Pertemuan virtual negara-negara BRICS, 2021Foto: BRICS Press Information Bureau/AP/picture alliance

Banyak benturan kepentingan dan defisit kepercayaan

Laporan tersebut mencoba menunjukkan apa yang menjadi dasar invasi Rusia ke Ukraina. Mengapa banyak negara di luar lingkungan negara industri kaya yang ragu mendukung Ukraina dan mengutuk serangan Rusia? Pelajaran apa yang dapat dipetik dari konflik itu menghadapi meningkatnya ketegangan antara Amerika Serikat dan Cina di kawasan Indo-Pasifik?

Memang boleh dikatakan, sebagian besar mengecam tindakan Rusia. Namun, banyak juga negara-negara yang bersikap netral, seperti India, atau bahkan condong mendukung posisi Rusia, seperti Cina. Bagaimana pemerintahan memutuskan ke mana harus memberikan dukungan mereka? Apa saja kepentingan kompleks yang memainkan peranan?

"Kami mungkin tidak benar-benar mendukung, katakanlah, resolusi Dewan Keamanan PBB, tetapi itu tidak berarti bahwa kami mendukung Rusia,” kata Gaurav Sharma, analis keamanan India yang saat ini bekerja di Academy of International Affairs di Bonn, kepada DW. "Ketika orang abstain, itu dianggap sebagai dukungan tidak langsung. Tapi sebenarnya tidak."

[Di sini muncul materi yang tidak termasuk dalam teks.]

//! A module for handling diagnostics in the compiler.

use std::sync::atomic::AtomicUsize;

use derive_more::{Deref, DerefMut};
use parking_lot::{RwLock, RwLockReadGuard, RwLockWriteGuard};

/// Represents a trait responsible for handling diagnostics in the compiler.
pub trait Handler<T>: Send + Sync {
    /// Receives an error and handles it.
    fn receive(&self, error: T);
}

/// Is a struct that implements [`Handler`] trait by storing all errors in a
/// vector.
#[derive(Debug, Deref, DerefMut)]
pub struct Storage<T: Send + Sync> {
    errors: RwLock<Vec<T>>,
}

impl<T: Send + Sync> Storage<T> {
    /// Creates a new empty [`Storage`]
    #[must_use]
    pub const fn new() -> Self { Self { errors: RwLock::new(Vec::new()) } }

    /// Consumes the [`Storage`] and returns the underlying vector of errors.
    pub fn into_vec(self) -> Vec<T> { self.errors.into_inner() }

    /// Returns a reference to the underlying vector of errors.
    pub fn as_vec(&self) -> RwLockReadGuard<'_, Vec<T>> { self.errors.read() }

    /// Returns a mutable reference to the underlying vector of errors.
    pub fn as_vec_mut(&self) -> RwLockWriteGuard<'_, Vec<T>> {
        self.errors.write()
    }
}

impl<T: Send + Sync> Default for Storage<T> {
    fn default() -> Self { Self::new() }
}

impl<T: Send + Sync, U> Handler<U> for Storage<T>
where
    U: Into<T>,
{
    fn receive(&self, error: U) { self.errors.write().push(error.into()); }
}

/// Is a struct that implements [`Handler`] trait by doing nothing with the
/// errors.
#[derive(Debug, Clone, Copy, PartialEq, Eq, PartialOrd, Ord, Hash, Default)]
pub struct Dummy;

impl<T> Handler<T> for Dummy {
    fn receive(&self, _error: T) {}
}

/// Is a struct that implements [`Handler`] trait by counting the number of
/// diagnostics received.
#[derive(Debug, Default)]
pub struct Counter {
    counter: AtomicUsize,
}

impl Counter {
    /// Returns the number of diagnostics received.
    #[must_use]
    pub fn count(&self) -> usize {
        self.counter.load(std::sync::atomic::Ordering::Relaxed)
    }

    /// Resets the counter to zero.
    pub fn reset(&self) {
        self.counter.store(0, std::sync::atomic::Ordering::Relaxed);
    }
}

impl<T> Handler<T> for Counter {
    fn receive(&self, _error: T) {
        self.counter.fetch_add(1, std::sync::atomic::Ordering::Relaxed);
    }
}

/// Handles a diagnostic by panicking and printing the error.
#[derive(Debug, Clone, Copy, PartialEq, Eq, PartialOrd, Ord, Hash, Default)]
pub struct Panic;

impl<T: std::fmt::Debug> Handler<T> for Panic {
    fn receive(&self, error: T) {
        panic!("{error:?}");
    }
}
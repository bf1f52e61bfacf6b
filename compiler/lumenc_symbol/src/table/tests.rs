use derive_more::From;
use enum_as_inner::EnumAsInner;
use lumenc_base::{handler::Storage, source_file::SourceFile};

use super::Table;
use crate::{
    ty::{PrimitiveType, Type},
    Routine, RoutineCode, RoutineKind, SymbolID, VariableKind,
};

#[derive(Debug, Clone, PartialEq, Eq, EnumAsInner, From)]
enum AnyError {
    Lexical(lumenc_lexical::error::Error),
    Syntax(lumenc_syntax::error::Error),
    Binding(crate::error::Error),
}

fn build(source: &str) -> (Table, super::Result<()>, Vec<AnyError>) {
    let source_file = SourceFile::temp(source).unwrap();

    let storage: Storage<AnyError> = Storage::new();
    let (table, result) = Table::build(source_file, &storage);

    (table, result.map(|_| ()), storage.into_vec())
}

fn routine_named<'a>(table: &'a Table, name: &str) -> &'a Routine {
    table
        .routines()
        .items()
        .find(|routine| routine.name == name)
        .unwrap_or_else(|| panic!("no routine named `{name}`"))
}

fn subroutine_names(table: &Table, routine: &Routine) -> Vec<String> {
    routine
        .routine_ids
        .iter()
        .map(|id| table.routines()[*id].name.clone())
        .collect()
}

#[test]
fn scope_depth_is_balanced_for_every_declaration_path() {
    let (table, result, errors) = build(
        "program main; \
         procedure alpha; begin end; \
         function beta(x: integer): real; forward; \
         procedure gamma; forward; \
         procedure gamma; begin end; \
         function beta; begin end; \
         begin end.",
    );

    assert!(result.is_ok());
    assert!(errors.is_empty(), "unexpected errors: {errors:?}");

    // only the global scope stays open after the parse
    assert_eq!(table.scope_depth(), 1);
}

#[test]
fn forwarded_routine_shares_its_scope_with_the_defining_occurrence() {
    let (table, result, errors) = build(
        "program main; \
         procedure alpha; begin end; \
         function beta(x: integer): real; forward; \
         procedure gamma; forward; \
         procedure gamma; begin end; \
         function beta; begin end; \
         begin end.",
    );

    assert!(result.is_ok());
    assert!(errors.is_empty());

    // one scope per distinct routine name plus the global scope; the
    // defining occurrences reused the forwarded scopes instead of creating
    // fresh ones
    assert_eq!(table.scopes().len(), 5);

    let beta = routine_named(&table, "beta");
    assert_eq!(beta.code, RoutineCode::Declared);

    // the parameter bound at the forward occurrence is visible in the scope
    // attached to the defining occurrence
    let beta_scope = &table.scopes()[beta.scope_id.unwrap()];
    assert!(matches!(beta_scope.lookup("x"), Some(SymbolID::Variable(..))));

    // declared exactly once in the program's subroutine list
    let program = &table.routines()[table.program_id().unwrap()];
    assert_eq!(
        subroutine_names(&table, program),
        ["alpha", "gamma", "beta"]
    );
}

#[test]
fn forward_then_declared_without_restated_header() {
    let (table, result, errors) = build(
        "program main; \
         procedure p(x: integer); forward; \
         procedure p; begin end; \
         begin end.",
    );

    assert!(result.is_ok());
    assert!(errors.is_empty(), "unexpected errors: {errors:?}");

    let p = routine_named(&table, "p");
    assert_eq!(p.code, RoutineCode::Declared);
    assert!(p.body.is_some());

    // the header was bound exactly once, at the forward occurrence
    assert_eq!(p.parameter_ids.len(), 1);
    assert_eq!(table.variables()[p.parameter_ids[0]].name, "x");

    let program = &table.routines()[table.program_id().unwrap()];
    assert_eq!(subroutine_names(&table, program), ["p"]);
}

#[test]
fn forward_then_declared_with_restated_header() {
    let (table, result, errors) = build(
        "program main; \
         procedure p; forward; \
         procedure p(x: integer); begin end; \
         begin end.",
    );

    assert!(result.is_ok());

    // exactly one condition: the restated parameter list
    assert_eq!(errors.len(), 1, "unexpected errors: {errors:?}");
    let error = errors[0].as_binding().unwrap().as_already_forwarded().unwrap();
    assert_eq!(error.routine_name, "p");

    // the re-parsed header bound nothing; the forwarded signature stays
    let p = routine_named(&table, "p");
    assert_eq!(p.code, RoutineCode::Declared);
    assert!(p.parameter_ids.is_empty());

    let program = &table.routines()[table.program_id().unwrap()];
    assert_eq!(subroutine_names(&table, program), ["p"]);
}

#[test]
fn missing_semicolon_after_header_is_recovered() {
    let (table, result, errors) = build(
        "program main; \
         procedure p(x: integer) begin end; \
         begin end.",
    );

    assert!(result.is_ok());

    assert_eq!(errors.len(), 1, "unexpected errors: {errors:?}");
    assert!(errors[0]
        .as_binding()
        .unwrap()
        .is_missing_semicolon());

    // the body was still parsed
    let p = routine_named(&table, "p");
    assert_eq!(p.code, RoutineCode::Declared);
    assert!(p.body.is_some());
}

#[test]
fn nested_declarations_are_registered_in_source_order() {
    let (table, result, errors) = build(
        "program main; \
         procedure first; begin end; \
         procedure second; begin end; \
         procedure third; begin end; \
         begin end.",
    );

    assert!(result.is_ok());
    assert!(errors.is_empty());

    let program = &table.routines()[table.program_id().unwrap()];
    assert_eq!(
        subroutine_names(&table, program),
        ["first", "second", "third"]
    );

    // each subroutine owns a distinct scope
    let mut scope_ids = program
        .routine_ids
        .iter()
        .map(|id| table.routines()[*id].scope_id.unwrap())
        .collect::<Vec<_>>();
    scope_ids.sort();
    scope_ids.dedup();
    assert_eq!(scope_ids.len(), 3);
}

#[test]
fn bare_compilation_unit_defaults_to_program() {
    let (table, result, errors) = build("begin end.");

    assert!(result.is_ok());

    let program = &table.routines()[table.program_id().unwrap()];
    assert_eq!(program.kind, RoutineKind::Program);
    assert_eq!(program.name, "dummyprogramname");
    assert_eq!(program.code, RoutineCode::Declared);

    // the missing name and the missing terminator are both flagged
    assert_eq!(errors.len(), 2, "unexpected errors: {errors:?}");
    assert!(errors[0]
        .as_syntax()
        .unwrap()
        .is_identifier_expected());
    assert!(errors[1]
        .as_binding()
        .unwrap()
        .is_missing_semicolon());

    assert_eq!(table.scope_depth(), 1);
}

#[test]
fn forward_only_routine_never_joins_its_parents_subroutines() {
    let (table, result, errors) = build(
        "program main; \
         procedure ghost; forward; \
         begin end.",
    );

    assert!(result.is_ok());
    assert!(errors.is_empty());

    let ghost = routine_named(&table, "ghost");
    assert_eq!(ghost.code, RoutineCode::Forward);
    assert!(ghost.body.is_none());
    assert!(ghost.scope_id.is_some());

    let program = &table.routines()[table.program_id().unwrap()];
    assert!(program.routine_ids.is_empty());
}

#[test]
fn redefining_a_declared_routine_is_flagged() {
    let (table, result, errors) = build(
        "program main; \
         procedure p; begin end; \
         procedure p; begin end; \
         begin end.",
    );

    assert!(result.is_ok());

    assert_eq!(errors.len(), 1, "unexpected errors: {errors:?}");
    let error = errors[0]
        .as_binding()
        .unwrap()
        .as_identifier_redefined()
        .unwrap();
    assert_eq!(error.name, "p");
    assert!(error.previous_span.is_some());

    // the second occurrence parsed under a placeholder entry
    let program = &table.routines()[table.program_id().unwrap()];
    assert_eq!(
        subroutine_names(&table, program),
        ["p", "dummyprocedurename_001"]
    );
}

#[test]
fn placeholder_names_are_unique_and_monotonic() {
    let (table, result, errors) = build(
        "program main; \
         procedure; begin end; \
         procedure; begin end; \
         begin end.",
    );

    assert!(result.is_ok());

    // one missing identifier per nameless declaration
    assert_eq!(errors.len(), 2, "unexpected errors: {errors:?}");
    assert!(errors
        .iter()
        .all(|error| error.as_syntax().unwrap().is_identifier_expected()));

    let program = &table.routines()[table.program_id().unwrap()];
    assert_eq!(
        subroutine_names(&table, program),
        ["dummyprocedurename_001", "dummyprocedurename_002"]
    );
}

#[test]
fn var_sections_and_parameters_bind_variables() {
    let (table, result, errors) = build(
        "program main; \
         var total, count: integer; \
         procedure scale(var factor: real); \
         var local: integer; \
         begin end; \
         begin end.",
    );

    assert!(result.is_ok());
    assert!(errors.is_empty(), "unexpected errors: {errors:?}");

    let program = &table.routines()[table.program_id().unwrap()];
    let program_scope = &table.scopes()[program.scope_id.unwrap()];

    for name in ["total", "count"] {
        let variable_id =
            program_scope.lookup(name).unwrap().into_variable().unwrap();
        let variable = &table.variables()[variable_id];
        assert_eq!(variable.kind, VariableKind::Variable);
        assert_eq!(variable.ty, Type::Primitive(PrimitiveType::Integer));
    }

    let scale = routine_named(&table, "scale");
    assert_eq!(scale.parameter_ids.len(), 1);

    let factor = &table.variables()[scale.parameter_ids[0]];
    assert_eq!(factor.kind, VariableKind::VarParameter);
    assert_eq!(factor.ty, Type::Primitive(PrimitiveType::Real));

    let scale_scope = &table.scopes()[scale.scope_id.unwrap()];
    assert!(scale_scope.lookup("factor").is_some());
    assert!(scale_scope.lookup("local").is_some());
    assert!(scale_scope.lookup("total").is_none());

    // after the parse only the global scope is open, holding the program name
    assert!(matches!(table.lookup("Main"), Some(SymbolID::Routine(..))));
}

#[test]
fn forwarded_function_keeps_its_signature_for_the_defining_occurrence() {
    let (table, result, errors) = build(
        "program main; \
         function twice(x: integer): integer; forward; \
         function twice; begin twice := x + x end; \
         begin end.",
    );

    assert!(result.is_ok());
    assert!(errors.is_empty(), "unexpected errors: {errors:?}");

    let twice = routine_named(&table, "twice");
    assert_eq!(twice.kind, RoutineKind::Function);
    assert_eq!(twice.code, RoutineCode::Declared);
    assert_eq!(
        twice.return_type,
        Some(Type::Primitive(PrimitiveType::Integer))
    );
    assert_eq!(twice.parameter_ids.len(), 1);
    assert!(twice.body.is_some());
}

#[test]
fn deeply_nested_routines_mirror_scope_nesting() {
    let (table, result, errors) = build(
        "program main; \
         procedure outer; \
         procedure inner; begin end; \
         begin end; \
         begin end.",
    );

    assert!(result.is_ok());
    assert!(errors.is_empty(), "unexpected errors: {errors:?}");

    let program = &table.routines()[table.program_id().unwrap()];
    assert_eq!(subroutine_names(&table, program), ["outer"]);

    let outer = routine_named(&table, "outer");
    assert_eq!(subroutine_names(&table, outer), ["inner"]);

    let inner = routine_named(&table, "inner");
    assert_eq!(
        table.scopes()[inner.scope_id.unwrap()].nesting_level(),
        3
    );
    assert_eq!(
        table.scopes()[outer.scope_id.unwrap()].nesting_level(),
        2
    );
    assert_eq!(
        table.scopes()[program.scope_id.unwrap()].nesting_level(),
        1
    );
}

India, yang bangga dengan sejarah non-bloknya dan menyebut dirinya sebagai negara demokrasi terbesar di dunia, memandang Rusia bukan sebagai sekutu, melainkan lebih sebagai "mitra strategis", kata Gaurav Sharma. Kedua negara sudah lama terlibat dalam kerja sama pertahanan dan transfer teknologi. Sedangkan AS memiliki sejarah panjang mendukung Pakistan, musuh bebuyutan India.

"Kami tidak pernah percaya, dan saya pikir tidak ada yang harus percaya, pada Amerika Serikat. Dan itu penting," kata Gaurav Sharma. "Kami memiliki defisit kepercayaan yang sangat besar." Membangun kepercayaan akan membutuhkan waktu lama, tambahnya.

Kesempatan untuk memikirkan ulang geopolitik

"Itu adalah peringatan yang cukup lantang untuk komunitas Barat, menyadari setelah invasi Rusia ke Ukraina bahwa tidak semua negara akan langsung mengecam Rusia,” kata Liana Fix, anggota Dewan Hubungan Luar Negeri di Washington, D.C., kepada DW. "Ini tidak didasarkan pada sentimen pro-Rusia ... tapi ini semacam mentalitas anti-Barat."

"Tanggapan langsung Barat terhadap perang di Ukraina tentu saja tidak membantu," demikian disebutkan dalam Laporan Keamanan München. "Alih-alih membantu negara-negara dalam mengatasi lonjakan harga pangan dan energi, Barat menegur mereka karena tidak menunjukkan solidaritas yang cukup dengan Kyiv."

"Penyeimbangan kembali hubungan ekonomi semacam itu mungkin merupakan sesuatu yang lebih berarti, daripada sekedar inisiatif diplomatik dan kunjungan-kunjungan," kata Liana Fix.

Itu berlaku tidak hanya untuk upaya Barat untuk mengalahkan Rusia di Ukraina, tetapi juga keinginan Barat untuk meredam dominasi Cina di Pasifik. AS dan Barat akan membutuhkan dukungan negara-negara non-Barat, seperti negara-negara pulau kecil yang tersebar di Pasifik, yang telah lama diabaikannya.

"Untuk pertama kalinya, negara-negara Barat perlu mengandalkan negara-negara 'Global South',” kata Liana Fix. "Untuk pertama kalinya, negara-negara tersebut dapat menggunakan pengaruh yang mereka miliki terhadap Barat."